Par Yasser Maârouf
Un phénomène de mode est en train d’envahir les corps des jeunes tunisiens, et surtout tunisiennes, souvent discrètement, parfois de façon ostentatoire : ce sont les tatouages et les piercings. Eléments de décoration indélébiles, ils sont des symboles de liberté et d’affirmation de soi pour les jeunes. Une fantaisie que les familles acceptent mal et que les médecins tunisiens dénoncent à cause des risques d’infection. Décodage d’un monde ténébreux où l’influence des chanteurs et des acteurs occidentaux joue un rôle important.
Une majorité de filles
Nous avons contacté un tatoueur qui opère du côté de Hammamet que nous appellerons Slim, car il a tenu à garder l’anonymat pour des raisons obscures et qu’il refuse d’expliquer. Selon lui, « ce sont surtout les jeunes qui se font tatouer. Mes clients appartiennent à la tranche d’âge entre 16 et 25 ans. Il y a une majorité de filles qui se font tatouer, mais par crainte de leur famille et du qu’en dira-ton, elles se les font poser sur des parties cachées de leur corps : bas du dos, bas ventre, poitrine… Certains jours j’opère dans des zones réservées aux gynécologues ! »

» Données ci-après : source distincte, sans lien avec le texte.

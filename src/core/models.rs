//! Canonical data models.
//!
//! These are the only shapes the reporting layer sees: both backends decode
//! into them, so no downstream code can depend on which deployment flavor
//! produced a response. Installer payloads already arrive in this shape;
//! container payloads are mapped into it field by field in the container
//! backend.
//!
//! Every struct takes `#[serde(default)]`: absent numeric fields decode to
//! 0 and absent strings to empty, while a type mismatch is still a clear
//! decode error rather than a silently propagated zero.

use serde::{Deserialize, Serialize};

// =============================================================================
// Projects and Cubes
// =============================================================================

/// A published project (installer) or catalog (container).
#[derive(Debug, Clone, Default, Serialize, Deserialize, PartialEq)]
#[serde(default)]
pub struct Project {
    pub id: String,
    pub name: String,
    pub cubes: Vec<Cube>,
}

/// A cube (installer) or model (container) inside a project.
#[derive(Debug, Clone, Default, Serialize, Deserialize, PartialEq)]
#[serde(default)]
pub struct Cube {
    pub id: String,
    pub name: String,
    pub caption: String,
}

/// A flattened `Project::Cube` pair, the addressing unit for every
/// aggregate operation.
#[derive(Debug, Clone, PartialEq, Eq)]
pub struct CubeRef {
    pub project_id: String,
    pub project_name: String,
    pub cube_id: String,
    pub cube_name: String,
}

impl CubeRef {
    /// Display label in `Project::Cube` form.
    #[must_use]
    pub fn display(&self) -> String {
        format!("{}::{}", self.project_name, self.cube_name)
    }

    /// Flatten a project list into selectable cube entries.
    #[must_use]
    pub fn flatten(projects: &[Project]) -> Vec<Self> {
        projects
            .iter()
            .flat_map(|project| {
                project.cubes.iter().map(|cube| Self {
                    project_id: project.id.clone(),
                    project_name: project.name.clone(),
                    cube_id: cube.id.clone(),
                    cube_name: cube.name.clone(),
                })
            })
            .collect()
    }

    /// Resolve names for a known id pair, falling back to placeholders when
    /// the pair is not in the published list.
    #[must_use]
    pub fn resolve(projects: &[Project], project_id: &str, cube_id: &str) -> Self {
        for project in projects {
            if project.id == project_id {
                for cube in &project.cubes {
                    if cube.id == cube_id {
                        return Self {
                            project_id: project_id.to_string(),
                            project_name: project.name.clone(),
                            cube_id: cube_id.to_string(),
                            cube_name: cube.name.clone(),
                        };
                    }
                }
                return Self {
                    project_id: project_id.to_string(),
                    project_name: project.name.clone(),
                    cube_id: cube_id.to_string(),
                    cube_name: "Unknown Cube".to_string(),
                };
            }
        }
        Self {
            project_id: project_id.to_string(),
            project_name: "Unknown Project".to_string(),
            cube_id: cube_id.to_string(),
            cube_name: "Unknown Cube".to_string(),
        }
    }
}

// =============================================================================
// Aggregates
// =============================================================================

/// Envelope wrapping every list-returning aggregate call.
#[derive(Debug, Clone, Default, Serialize, Deserialize, PartialEq)]
#[serde(default)]
pub struct AggregateEnvelope {
    pub data: Vec<AggregateRecord>,
    pub total: u64,
    pub limit: u64,
    pub offset: u64,
}

/// One aggregate definition with its latest and active instances.
#[derive(Debug, Clone, Default, Serialize, Deserialize, PartialEq)]
#[serde(default)]
pub struct AggregateRecord {
    pub id: String,
    pub name: String,
    #[serde(rename = "type")]
    pub kind: String,
    pub subtype: String,
    pub attributes: Vec<Attribute>,
    pub project_id: String,
    pub cube_id: String,
    pub connection_id: String,
    pub incremental: bool,
    pub stats: AggregateStats,
    pub latest_instance: InstanceRecord,
    pub active_instance: InstanceRecord,
}

/// An attribute participating in an aggregate (key, measure, or dimension).
#[derive(Debug, Clone, Default, Serialize, Deserialize, PartialEq)]
#[serde(default)]
pub struct Attribute {
    pub id: String,
    pub name: String,
    #[serde(rename = "type")]
    pub kind: String,
}

/// Definition-level statistics.
#[derive(Debug, Clone, Default, Serialize, Deserialize, PartialEq)]
#[serde(default)]
pub struct AggregateStats {
    pub created_at: String,
    pub average_build_duration: u64,
    pub query_utilization: f64,
    pub most_recent_query: String,
}

/// One materialized instance of an aggregate.
#[derive(Debug, Clone, Default, Serialize, Deserialize, PartialEq)]
#[serde(default)]
pub struct InstanceRecord {
    pub id: String,
    pub status: String,
    pub message: String,
    pub table_name: String,
    pub table_schema: String,
    pub batch_id: String,
    pub connection_id: String,
    pub stats: InstanceStats,
}

/// Instance-level build statistics. Durations are in milliseconds.
#[derive(Debug, Clone, Default, Serialize, Deserialize, PartialEq)]
#[serde(default)]
pub struct InstanceStats {
    pub materialization_start_time: String,
    pub materialization_end_time: String,
    pub build_duration: u64,
    pub number_of_rows: u64,
}

// =============================================================================
// Build History
// =============================================================================

/// Envelope wrapping the build-history call.
#[derive(Debug, Clone, Default, Serialize, Deserialize, PartialEq)]
#[serde(default)]
pub struct HistoryEnvelope {
    pub data: Vec<BuildBatch>,
    pub total: u64,
    pub limit: u64,
    pub offset: u64,
}

impl HistoryEnvelope {
    /// Empty envelope for the capability-gated soft degradation.
    #[must_use]
    pub fn empty(limit: u64) -> Self {
        Self {
            limit,
            ..Self::default()
        }
    }
}

/// One aggregate build batch. The wire shape is camelCase on both
/// backends; `sum_of_instance_build_times` is an ISO-8601 duration
/// (e.g. `PT3.232S`) and `estimate_time` is in milliseconds.
#[derive(Debug, Clone, Default, Serialize, Deserialize, PartialEq)]
#[serde(default, rename_all = "camelCase")]
pub struct BuildBatch {
    pub id: String,
    pub status: String,
    pub is_full_build: bool,
    pub batch_type: String,
    pub create_date: String,
    pub start_time: String,
    pub end_time: String,
    pub estimate_time: u64,
    pub sum_of_instance_build_times: String,
}
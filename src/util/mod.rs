//! Utility functions.

pub mod format;

pub use format::{
    duration_between_ms, format_count, format_iso_duration, format_millis,
    format_timestamp_short, parse_timestamp, short_id,
};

Chiraz, une jeune lycéenne de 16 ans, follement amoureuse d’un camarade du lycée, a décidé de sauter le pas : « j’ai choisi de tracer le prénom de mon copain en lettres indélébiles sur mon corps. Et comme je sais que mon père risque de ne pas être content, je vais le faire sur une partie qui n’est visible que dans l’intimité. ». Précoce la jeune fille !
Et quand on lui explique que les amours de jeunesse ne durent qu’un temps et que demain elle risque de rompre et d’aimer un autre homme, elle explique du haut de ses seize ans : « d’abord notre amour est très fort et on ne va jamais se quitter. Mais même si la vie nous sépare et que je rencontre un autre homme, il devra accepter mon choix et mon passé… »
Slim, notre tatoueur discret, reconnait qu’il a souvent affaire « à des jeunes écervelées qui agissent par pulsions. Mais en général, la décision est réfléchie et obéit à des choix esthétiques. Ce qui marche le plus en ce moment, ce sont les étoiles, les dictons, les empreintes de chat, les lettres calligraphiées… À un certain moment on me demandait beaucoup de tatouer les papillons colorés, mais c’est passé de mode… »
Quant aux prix de ces tatouages, ils varient en fonction de leur taille, des couleurs utilisées, du temps de travail qu’ils nécessitent. « Cela commence à 60 Dinars pour un petit dessin, pour atteindre 700 Dinars pour ceux qui nécessitent beaucoup de travail et de créativité. Un tatouage ne fait pas forcément mal, cela dépend de la sensibilité de la zone où on travaille. Il faut juste faire attention pour éviter les problèmes d’hygiène. »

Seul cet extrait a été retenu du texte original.